§ Your assignment
Search the entries below for the string "DefaultEditor" and give the number of lines that hold it, nothing else.

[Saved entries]
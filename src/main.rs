mod builtins;
mod engine;
mod parser;
mod signals;

use std::path::PathBuf;

use anyhow::Result;
use rustyline::error::ReadlineError;
use rustyline::DefaultEditor;

use engine::{ExecutionResult, Session};

fn history_path() -> Option<PathBuf> {
    dirs::home_dir().map(|home| home.join(".hyzen_history"))
}

/// `Hy-shell:<dir>$ ` with the session directory shortened to `~` under
/// the user's home. Display only: no tilde handling happens on input.
fn get_prompt(session: &Session) -> String {
    let cwd = &session.cwd;
    let path_str = if let Some(home) = dirs::home_dir() {
        match cwd.strip_prefix(&home) {
            Ok(relative) if relative.as_os_str().is_empty() => "~".to_string(),
            Ok(relative) => format!("~/{}", relative.display()),
            Err(_) => cwd.display().to_string(),
        }
    } else {
        cwd.display().to_string()
    };

    format!("\x1b[1;36mHy-shell\x1b[0m:\x1b[1;34m{}\x1b[0m$ ", path_str)
}

fn print_banner() {
    println!("\x1b[1;36m=========================================");
    println!("         Welcome to HYZEN shell");
    println!("      Type 'help' to list builtins");
    println!("=========================================\x1b[0m");
}

fn main() -> Result<()> {
    signals::init();
    print_banner();

    let mut rl = DefaultEditor::new()?;
    if let Some(path) = history_path() {
        let _ = rl.load_history(&path);
    }

    let mut session = Session::from_env();

    loop {
        let prompt = get_prompt(&session);
        match rl.readline(&prompt) {
            Ok(line) => {
                let input = line.trim();
                if input.is_empty() {
                    continue;
                }
                let _ = rl.add_history_entry(input);

                let (result, _status) = engine::evaluate_line(input, &mut session)?;
                if let ExecutionResult::Exit = result {
                    break;
                }
            }
            Err(ReadlineError::Interrupted) => {
                continue;
            }
            Err(ReadlineError::Eof) => {
                println!("exit");
                break;
            }
            Err(err) => {
                eprintln!("hyzen: {err}");
                break;
            }
        }
    }

    if let Some(path) = history_path() {
        let _ = rl.save_history(&path);
    }
    Ok(())
}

§ Response
2